Segment Start: ENTRIES SHOWN

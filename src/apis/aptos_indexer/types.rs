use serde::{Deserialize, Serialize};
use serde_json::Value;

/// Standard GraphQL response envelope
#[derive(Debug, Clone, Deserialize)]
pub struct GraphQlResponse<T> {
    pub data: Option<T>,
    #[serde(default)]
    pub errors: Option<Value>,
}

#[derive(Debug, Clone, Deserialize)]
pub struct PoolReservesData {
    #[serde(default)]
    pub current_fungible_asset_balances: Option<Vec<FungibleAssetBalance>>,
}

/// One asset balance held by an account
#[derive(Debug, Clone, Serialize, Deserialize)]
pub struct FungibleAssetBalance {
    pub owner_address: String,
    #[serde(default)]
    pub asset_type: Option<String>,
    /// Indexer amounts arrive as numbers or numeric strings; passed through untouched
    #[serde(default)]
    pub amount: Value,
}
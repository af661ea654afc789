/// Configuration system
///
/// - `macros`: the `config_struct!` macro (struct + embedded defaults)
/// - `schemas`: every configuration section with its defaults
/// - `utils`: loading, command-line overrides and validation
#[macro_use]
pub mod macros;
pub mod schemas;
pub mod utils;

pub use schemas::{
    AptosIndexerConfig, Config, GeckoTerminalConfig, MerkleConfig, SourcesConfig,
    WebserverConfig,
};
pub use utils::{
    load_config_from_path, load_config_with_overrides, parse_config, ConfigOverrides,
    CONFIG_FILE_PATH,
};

Segment End: ENTRIES SHOWN

### WORK REQUEST
Where a line above contains the string "FungibleAssetBalance", tally it, then give the number alone.

### SOLUTION TO THE PROBLEM
2